The Muse review

:. Director: Albert Brooks
:. Starring: Sharon Stone, Albert Brooks
:. Running Time: 1:37
:. Year: 1999
:. Country: USA




Albert Brooks's latest will satisfy existant fans and make room for new ones: especially those for whom light paranoia and irony count.

In the first half of the movie we find Brooks as a screenwriter being taken out to lunch by a young arrogant producer (who proudly informs Brooks that he is in possession of the couch used in Saving Private Ryan) who callously informs him that he has "lost his edge" and promptly drops him from his contract. Lorenzo Lamas happens to saunter past , and the producer gushes over Lamas's brilliant script, adding insult to injury in classic Brooks fashion.

Suffering from writer's block, and worried how he will support his wife (Andie McDowell) and two daughters, Brooks goes to see his fellow scriptwriter Jeff Bridges (in a radical departure from his Big Lebowski character; here he's a rich, fit, tan scriptwriter) who agrees to lend him his Muse (Sharon Stone), whom he must support financially. He puts her up at the Four Seasons, and when that doesn't work out, into his home. Now part of a threesome, Brooks finds this Muse taking over his home, helping his wife set up a successful cookie business and not helping him, leading him to fear that her energies are being sucked out of her. Everytime he turns around, another famouse Albert Brooks is lavishing gifts and prasie on her. Hilarious cameos by Martin Scorsese, James Cameron, and Rob Reiner give authenticity to this insider story that underlines the importance placed on "the big ones.".

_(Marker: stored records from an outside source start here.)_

//! Tracker record types for the beads workflow coordinator.
//!
//! These are the typed shapes produced by [`crate::parser`] from tracker CLI
//! output. They are ephemeral: every query rebuilds them, and nothing in this
//! crate mutates a record after parsing.

use std::fmt;

use serde::{Deserialize, Serialize};

/// Priority assigned when the tracker omits one.
pub const DEFAULT_PRIORITY: u8 = 2;

/// Issue type assigned when the tracker omits one.
pub const DEFAULT_ISSUE_TYPE: &str = "task";

/// Lifecycle status of an issue as reported by the tracker.
#[derive(Debug, Clone, PartialEq, Eq, Serialize, Deserialize, Default)]
#[serde(rename_all = "snake_case")]
pub enum IssueStatus {
    #[default]
    Open,
    InProgress,
    Closed,
    /// Any status string this crate does not model explicitly.
    #[serde(untagged)]
    Other(String),
}

impl IssueStatus {
    /// Maps a raw tracker status string onto a variant.
    #[must_use]
    pub fn from_raw(raw: &str) -> Self {
        match raw {
            "open" => Self::Open,
            "in_progress" => Self::InProgress,
            "closed" => Self::Closed,
            other => Self::Other(other.to_string()),
        }
    }

    /// Returns the tracker's spelling of this status.
    #[must_use]
    pub fn as_str(&self) -> &str {
        match self {
            Self::Open => "open",
            Self::InProgress => "in_progress",
            Self::Closed => "closed",
            Self::Other(raw) => raw,
        }
    }
}

impl fmt::Display for IssueStatus {
    fn fmt(&self, f: &mut fmt::Formatter<'_>) -> fmt::Result {
        f.write_str(self.as_str())
    }
}

/// One row of `ready` / `list` output.
#[derive(Debug, Clone, PartialEq, Eq, Serialize, Deserialize)]
pub struct IssueSummary {
    pub id: String,
    pub title: String,
    #[serde(rename = "type")]
    pub issue_type: String,
    pub priority: u8,
    pub status: IssueStatus,
}

impl IssueSummary {
    /// Creates a summary with default type, priority and status.
    pub fn new(id: impl Into<String>, title: impl Into<String>) -> Self {
        Self {
            id: id.into(),
            title: title.into(),
            issue_type: DEFAULT_ISSUE_TYPE.to_string(),
            priority: DEFAULT_PRIORITY,
            status: IssueStatus::Open,
        }
    }
}

/// A tracker comment. Append-only from the tracker's point of view.
#[derive(Debug, Clone, PartialEq, Eq, Serialize, Deserialize)]
pub struct Comment {
    pub id: i64,
    pub issue_id: String,
    pub author: String,
    pub text: String,
    /// Raw timestamp as reported; may not parse.
    pub created_at: String,
}

/// Output of `show <id> --json`.
#[derive(Debug, Clone, PartialEq, Eq, Serialize, Deserialize)]
pub struct IssueDetail {
    #[serde(flatten)]
    pub summary: IssueSummary,
    #[serde(skip_serializing_if = "Option::is_none")]
    pub description: Option<String>,
    /// `None` when the tracker omitted the field entirely.
    #[serde(skip_serializing_if = "Option::is_none")]
    pub comments: Option<Vec<Comment>>,
}

impl IssueDetail {
    /// Comments in tracker order, or an empty slice.
    #[must_use]
    pub fn comments(&self) -> &[Comment] {
        self.comments.as_deref().unwrap_or(&[])
    }
}

/// One edge of `dep list` output, oriented by the query that produced it.
#[derive(Debug, Clone, PartialEq, Eq, Serialize, Deserialize)]
pub struct DependencyEdge {
    pub issue_id: String,
    /// Raw `depends_on_id`; `None` for rows that only carry a plain `id`.
    pub depends_on_id: Option<String>,
    pub related_id: String,
    pub relation: String,
    /// Summary of the issue on the other side of the edge.
    pub related: IssueSummary,
}

/// Output of `info --json`.
#[derive(Debug, Clone, PartialEq, Eq, Serialize, Deserialize)]
pub struct TrackerInfo {
    pub mode: String,
    pub issue_count: u64,
}

/// Whether the tracker's data directory is committed to version control.
#[derive(Debug, Clone, Copy, PartialEq, Eq, Serialize, Deserialize)]
#[serde(rename_all = "kebab-case")]
pub enum TrackingMode {
    /// Data directory is ignored by git.
    Stealth,
    /// Data directory is committed.
    GitTracked,
}

impl fmt::Display for TrackingMode {
    fn fmt(&self, f: &mut fmt::Formatter<'_>) -> fmt::Result {
        match self {
            Self::Stealth => f.write_str("stealth"),
            Self::GitTracked => f.write_str("git-tracked"),
        }
    }
}

/// Result of the session-start probe.
#[derive(Debug, Clone, Copy, PartialEq, Eq)]
pub struct SessionMode {
    pub is_tracker_project: bool,
    pub workflow_enabled: bool,
}

/// A commit parsed from `git commit` output.
#[derive(Debug, Clone, PartialEq, Eq)]
pub struct CommitInfo {
    pub hash: String,
    pub message: String,
}

/// The action tool's verbs.
#[derive(Debug, Clone, Copy, PartialEq, Eq, Hash, Serialize, Deserialize)]
#[serde(rename_all = "snake_case")]
pub enum Action {
    Ready,
    Show,
    Claim,
    Close,
    Comment,
    Create,
    Status,
}

impl Action {
    /// All actions in tool-schema order.
    pub const ALL: [Action; 7] = [
        Action::Ready,
        Action::Show,
        Action::Claim,
        Action::Close,
        Action::Comment,
        Action::Create,
        Action::Status,
    ];

    #[must_use]
    pub fn as_str(self) -> &'static str {
        match self {
            Self::Ready => "ready",
            Self::Show => "show",
            Self::Claim => "claim",
            Self::Close => "close",
            Self::Comment => "comment",
            Self::Create => "create",
            Self::Status => "status",
        }
    }

    /// Actions that change tracker state and so refresh the status line.
    #[must_use]
    pub fn is_mutating(self) -> bool {
        matches!(self, Self::Create | Self::Claim | Self::Close)
    }
}

impl fmt::Display for Action {
    fn fmt(&self, f: &mut fmt::Formatter<'_>) -> fmt::Result {
        f.write_str(self.as_str())
    }
}

impl std::str::FromStr for Action {
    type Err = String;

    fn from_str(s: &str) -> Result<Self, Self::Err> {
        Action::ALL
            .into_iter()
            .find(|action| action.as_str() == s)
            .ok_or_else(|| format!("unknown action '{s}'"))
    }
}

#[cfg(test)]
mod tests {
    use super::*;

    #[test]
    fn status_round_trips_known_values() {
        for raw in ["open", "in_progress", "closed"] {
            assert_eq!(IssueStatus::from_raw(raw).as_str(), raw);
        }
    }

    #[test]
    fn status_keeps_unknown_values() {
        let status = IssueStatus::from_raw("tombstone");
        assert_eq!(status, IssueStatus::Other("tombstone".to_string()));
        assert_eq!(status.to_string(), "tombstone");
    }

    #[test]
    fn status_serializes_snake_case() {
        let json = serde_json::to_string(&IssueStatus::InProgress).unwrap();
        assert_eq!(json, "\"in_progress\"");

        let other: IssueStatus = serde_json::from_str("\"deferred\"").unwrap();
        assert_eq!(other, IssueStatus::Other("deferred".to_string()));
    }

    #[test]
    fn summary_serializes_type_field() {
        let issue = IssueSummary::new("bd-1", "Do thing");
        let json = serde_json::to_value(&issue).unwrap();
        assert_eq!(json["type"], "task");
        assert_eq!(json["priority"], 2);
        assert_eq!(json["status"], "open");
    }

    #[test]
    fn detail_flattens_summary() {
        let detail = IssueDetail {
            summary: IssueSummary::new("bd-1", "Do thing"),
            description: None,
            comments: None,
        };
        let json = serde_json::to_value(&detail).unwrap();
        assert_eq!(json["id"], "bd-1");
        assert!(json.get("comments").is_none());
        assert!(detail.comments().is_empty());
    }

    #[test]
    fn tracking_mode_display() {
        assert_eq!(TrackingMode::Stealth.to_string(), "stealth");
        assert_eq!(TrackingMode::GitTracked.to_string(), "git-tracked");
    }

    #[test]
    fn action_parse_and_display() {
        for action in Action::ALL {
            assert_eq!(action.as_str().parse::<Action>(), Ok(action));
        }
        assert!("delete".parse::<Action>().is_err());
    }

    #[test]
    fn mutating_actions() {
        let mutating: Vec<_> = Action::ALL.into_iter().filter(|a| a.is_mutating()).collect();
        assert_eq!(mutating, vec![Action::Claim, Action::Close, Action::Create]);
    }
}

The Muse pokes fun at the self obsessed City of Industry. Only in LA could a muse be put up at the Four Seasons and allude to her part in the success of the Truman Show and Titanic.The funniest sequences include Brooks walking miles on the Universal lot to a meeting with Steven Spielberg (who as the Supreme God in Hollywood would, of course, be at the top of the mount) as he is not deemed important enough to have a drive up (No matter, he ends up meeting Steven's cousin, Sam Spielberg, played deadpan by Steven Wright), Scorsese's ramblings about remaking Raging Bull, Brooks chatting it up with an Italian at Spago's who misinterprets everything he says, and playing tennis with Jeff Bridges.

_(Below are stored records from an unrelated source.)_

//! Human-invoked slash commands and the mode shortcut.
//!
//! Commands report through [`command_out`](crate::host::command_out): a
//! notification when the host has a UI, plain output otherwise. Failures are
//! reported the same way at error level and never abort the session.

use tracing::{debug, info};

use crate::coordinator::Coordinator;
use crate::format::format_issue_label;
use crate::host::NotifyLevel;
use crate::parser::{parse_issue_list, summarize_exec_failure};
use crate::tool::DEFAULT_CLOSE_REASON;
use crate::types::IssueSummary;

/// Registered command names with their descriptions.
pub const COMMANDS: [(&str, &str); 7] = [
    ("beads", "Interactive beads picker with quick issue actions"),
    ("beads-ready", "Run br ready --sort priority"),
    ("beads-status", "Show beads stats, blocked issues, and in-progress issues"),
    ("beads-claim", "Mark issue in_progress: /beads-claim <id>"),
    ("beads-close", "Close issue: /beads-close <id>"),
    ("beads-reset-reminder", "Reset one-time beads context reminder"),
    ("beads-mode", "Set/query beads mode: /beads-mode [on|off|status]"),
];

/// Key that toggles the workflow on and off.
pub const TOGGLE_SHORTCUT: &str = "ctrl+b";

const PICK_WORK: &str = "Work on this issue";
const PICK_SHOW: &str = "Show details";
const PICK_COMMENT: &str = "Add checkpoint comment";
const PICK_CLOSE: &str = "Close issue";
const PICK_BACK: &str = "Back";

const CHECKPOINT_TEMPLATE: &str = "Progress update:\n-\n\nNext:\n-";
const PICKER_CLOSE_REASON: &str = "Verified: completed and tested";
const DETAIL_LINES: usize = 10;

impl Coordinator {
    /// Runs the named command. Returns `false` for names this module does
    /// not own.
    pub async fn run_command(&mut self, name: &str, args: &str) -> bool {
        debug!(command = name, "Running command");
        match name {
            "beads" => self.cmd_pick(args).await,
            "beads-ready" => self.cmd_ready().await,
            "beads-status" => self.cmd_status().await,
            "beads-claim" => self.cmd_claim(args.trim()).await,
            "beads-close" => self.cmd_close(args.trim()).await,
            "beads-reset-reminder" => {
                self.state.reset_context_reminder();
                self.say("Beads context reminder reset.", NotifyLevel::Info);
            }
            "beads-mode" => self.cmd_mode(args).await,
            _ => return false,
        }
        true
    }

    /// Handles a key shortcut. Returns `false` for keys this module does not
    /// own.
    pub async fn run_shortcut(&mut self, key: &str) -> bool {
        if key != TOGGLE_SHORTCUT {
            return false;
        }
        let enabled = !self.state.workflow_enabled();
        self.set_mode(enabled).await;
        self.host.notify(self.mode_change_message(), NotifyLevel::Info);
        true
    }

    fn mode_change_message(&self) -> &'static str {
        match (self.state.workflow_enabled(), self.state.is_tracker_project()) {
            (true, true) => "Beads mode enabled.",
            (true, false) => "Beads mode enabled (no project detected).",
            (false, _) => "Beads mode disabled.",
        }
    }

    async fn cmd_mode(&mut self, args: &str) {
        let value = args.trim().to_lowercase();
        match value.as_str() {
            "" | "status" => {
                let text = if self.state.workflow_enabled() {
                    "Beads mode is ON."
                } else {
                    "Beads mode is OFF."
                };
                self.say(text, NotifyLevel::Info);
            }
            "on" | "off" => {
                self.set_mode(value == "on").await;
                self.say(self.mode_change_message(), NotifyLevel::Info);
            }
            _ => self.say("Usage: /beads-mode [on|off|status]", NotifyLevel::Warning),
        }
    }

    async fn cmd_ready(&self) {
        let result = self.client.br(&["ready", "--sort", "priority"]).await;
        if !result.success() {
            self.say(
                &format!("beads-ready failed: {}", summarize_exec_failure(&result)),
                NotifyLevel::Error,
            );
            return;
        }
        let text = result.stdout.trim();
        self.say(if text.is_empty() { "No ready issues." } else { text }, NotifyLevel::Info);
    }

    async fn cmd_status(&self) {
        let (stats, blocked, in_progress) = tokio::join!(
            self.client.br(&["stats"]),
            self.client.br(&["blocked"]),
            self.client.br(&["list", "--status", "in_progress"]),
        );

        let sections = [
            ("br stats", &stats, "(empty)"),
            ("br blocked", &blocked, "(none)"),
            ("br list --status in_progress", &in_progress, "(none)"),
        ];
        let mut blocks = Vec::with_capacity(sections.len());
        for (title, result, empty) in sections {
            if result.success() {
                let body = result.stdout.trim();
                blocks.push(format!("=== {title} ===\n{}", if body.is_empty() { empty } else { body }));
            } else {
                blocks.push(format!("=== {title} (failed) ===\n{}", summarize_exec_failure(result)));
            }
        }

        let level = if stats.success() && blocked.success() && in_progress.success() {
            NotifyLevel::Info
        } else {
            NotifyLevel::Warning
        };
        self.say(&blocks.join("\n\n"), level);
    }

    async fn cmd_claim(&mut self, id: &str) {
        if id.is_empty() {
            self.say("Usage: /beads-claim <id>", NotifyLevel::Warning);
            return;
        }
        match self.claim_issue(id).await {
            Ok(()) => self.say(&format!("Claimed {id} (in_progress)."), NotifyLevel::Info),
            Err(message) => self.say(&message, NotifyLevel::Error),
        }
    }

    async fn cmd_close(&mut self, id: &str) {
        if id.is_empty() {
            self.say("Usage: /beads-close <id>", NotifyLevel::Warning);
            return;
        }

        let mut reason = DEFAULT_CLOSE_REASON.to_string();
        if self.host.has_ui() {
            let input = self
                .host
                .input(&format!("Close reason for {id}"), DEFAULT_CLOSE_REASON)
                .await;
            match input.filter(|r| !r.trim().is_empty()) {
                Some(r) => reason = r,
                None => {
                    self.host
                        .notify("Close cancelled: reason is required.", NotifyLevel::Warning);
                    return;
                }
            }
        }

        match self.close_issue(id, &reason).await {
            Ok(()) => self.say(&format!("Closed {id}."), NotifyLevel::Info),
            Err(message) => self.say(&message, NotifyLevel::Error),
        }
    }

    // ========================================================================
    // Picker
    // ========================================================================

    async fn cmd_pick(&mut self, args: &str) {
        let result = self.client.br(&["ready", "--sort", "priority", "--json"]).await;
        if !result.success() {
            self.say(
                &format!("beads ready failed: {}", summarize_exec_failure(&result)),
                NotifyLevel::Error,
            );
            return;
        }

        let filter = args.trim().to_lowercase();
        let issues: Vec<IssueSummary> = parse_issue_list(&result.stdout)
            .into_iter()
            .filter(|issue| {
                filter.is_empty() || format!("{} {}", issue.id, issue.title).to_lowercase().contains(&filter)
            })
            .collect();

        if !self.host.has_ui() {
            if issues.is_empty() {
                self.host.print("No ready issues.");
            } else {
                let lines: Vec<String> = issues.iter().map(|i| format!("{} {}", i.id, i.title)).collect();
                self.host.print(&lines.join("\n"));
            }
            return;
        }

        if issues.is_empty() {
            let text = if filter.is_empty() {
                "No ready issues.".to_string()
            } else {
                format!("No ready issues match \"{filter}\".")
            };
            self.host.notify(&text, NotifyLevel::Info);
            return;
        }

        let labels: Vec<String> = issues.iter().map(format_issue_label).collect();
        let Some(picked) = self.host.select("Choose beads issue", &labels).await else {
            return;
        };
        let Some(issue) = labels
            .iter()
            .position(|label| *label == picked)
            .and_then(|index| issues.get(index))
        else {
            self.host.notify("Issue selection failed.", NotifyLevel::Error);
            return;
        };

        self.issue_menu(issue).await;
    }

    /// Action loop for one picked issue; returns on claim, close, back or
    /// cancel.
    async fn issue_menu(&mut self, issue: &IssueSummary) {
        let id = issue.id.as_str();
        let options: Vec<String> = [PICK_WORK, PICK_SHOW, PICK_COMMENT, PICK_CLOSE, PICK_BACK]
            .iter()
            .map(|o| (*o).to_string())
            .collect();
        let title = format!("Issue {id}: {}", issue.title);

        loop {
            let choice = self.host.select(&title, &options).await;
            match choice.as_deref() {
                None | Some(PICK_BACK) => return,
                Some(PICK_WORK) => {
                    if let Err(message) = self.claim_issue(id).await {
                        self.host.notify(&message, NotifyLevel::Error);
                        continue;
                    }
                    self.host.set_editor_text(&format!(
                        "Work on beads issue {id}: {}\n- Follow @test-driven-development\n- Verify with @verification-before-completion",
                        issue.title
                    ));
                    self.host
                        .notify(&format!("Claimed {id}; prompt prefilled in editor."), NotifyLevel::Info);
                    return;
                }
                Some(PICK_SHOW) => {
                    let details = self.client.br(&["show", id]).await;
                    if !details.success() {
                        self.host.notify(
                            &format!("Failed to show {id}: {}", summarize_exec_failure(&details)),
                            NotifyLevel::Error,
                        );
                        continue;
                    }
                    let key_lines: Vec<&str> = details
                        .stdout
                        .lines()
                        .map(str::trim)
                        .filter(|l| !l.is_empty())
                        .take(DETAIL_LINES)
                        .collect();
                    let text = if key_lines.is_empty() {
                        format!("No details available for {id}.")
                    } else {
                        key_lines.join("\n")
                    };
                    self.host.notify(&text, NotifyLevel::Info);
                }
                Some(PICK_COMMENT) => {
                    let comment = self
                        .host
                        .editor(&format!("Checkpoint comment for {id}"), CHECKPOINT_TEMPLATE)
                        .await
                        .filter(|c| !c.trim().is_empty());
                    let Some(comment) = comment else {
                        self.host.notify("No comment added.", NotifyLevel::Warning);
                        continue;
                    };
                    let added = self.client.br(&["comments", "add", id, &comment]).await;
                    if !added.success() {
                        self.host.notify(
                            &format!("Failed to add comment: {}", summarize_exec_failure(&added)),
                            NotifyLevel::Error,
                        );
                        continue;
                    }
                    if self.state.current_issue_id() == Some(id) {
                        self.state.checkpoint_now();
                    }
                    self.host
                        .notify(&format!("Added checkpoint comment to {id}."), NotifyLevel::Info);
                }
                Some(PICK_CLOSE) => {
                    let reason = self
                        .host
                        .input(&format!("Close reason for {id}"), PICKER_CLOSE_REASON)
                        .await
                        .filter(|r| !r.trim().is_empty());
                    let Some(reason) = reason else {
                        self.host
                            .notify("Close cancelled: reason is required.", NotifyLevel::Warning);
                        continue;
                    };
                    if let Err(message) = self.close_issue(id, &reason).await {
                        self.host.notify(&message, NotifyLevel::Error);
                        continue;
                    }
                    self.host.notify(&format!("Closed {id}."), NotifyLevel::Info);
                    return;
                }
                Some(other) => debug!(choice = other, "Ignoring unknown picker choice"),
            }
        }
    }

    // ========================================================================
    // Shared Transitions
    // ========================================================================

    /// Claims `id` in the tracker and in session state, then refreshes.
    async fn claim_issue(&mut self, id: &str) -> Result<(), String> {
        self.state
            .check_claim(id)
            .map_err(|err| format!("Failed to claim {id}: {err}"))?;

        let result = self.client.br(&["update", id, "--status", "in_progress"]).await;
        if !result.success() {
            return Err(format!("Failed to claim {id}: {}", summarize_exec_failure(&result)));
        }
        self.state
            .claim(id)
            .map_err(|err| format!("Failed to claim {id}: {err}"))?;
        self.refresh_status().await;
        info!(issue_id = id, "Claimed from command");
        Ok(())
    }

    /// Closes `id`, then refreshes and queues the dirty-tree warning.
    async fn close_issue(&mut self, id: &str, reason: &str) -> Result<(), String> {
        self.flush_file_list(id).await;
        let result = self.client.br(&["close", id, "--reason", reason]).await;
        if !result.success() {
            return Err(format!("Failed to close {id}: {}", summarize_exec_failure(&result)));
        }
        self.state.close(id);
        self.refresh_status().await;
        self.nudge_commit_after_close(true).await;
        info!(issue_id = id, "Closed from command");
        Ok(())
    }
}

Irony is what rules this movie, since you won't be falling out of your chair over Brooks's knee slappers. He is, after all, much more refined than Jim Carrey. We watch Brooks' uneasiness and jealousy grow as his wife's career flourishes just as he is encouraged to "take some time off". It's a timely movie, now that teen movies rule and writers have to be as old as their subjects in order to have credibility, a middle aged writer is an anomaly. Insider Hollywood information is nothing new to the public. After all, several movies (The Player, Swimming with Sharks, Burn Hollywood Burn, HurlyBurly) have covered this material. Brooks, though, does something different. He makes fun of Hollywood like one would relatives at a family reunion, but he makes fun of himself, too. For all the irony, it seems growing old is not easy in this business for actresses and scriptwriters. Also, Brooks shows what probably most people in the entertainment industry are: people who work and have families and do not live and breath Hollywood. Not everyone is powerful, perverted, and drugged, and eternally 25.

While the film is well paced and enjoyable, the acting is not all top notch. Brooks is in top form as Brooks, Sharon Stone sparkles and is quite funny, while Andie McDowell is flat. All the same, Brooks may not be Julia Roberts, but he will make you laugh.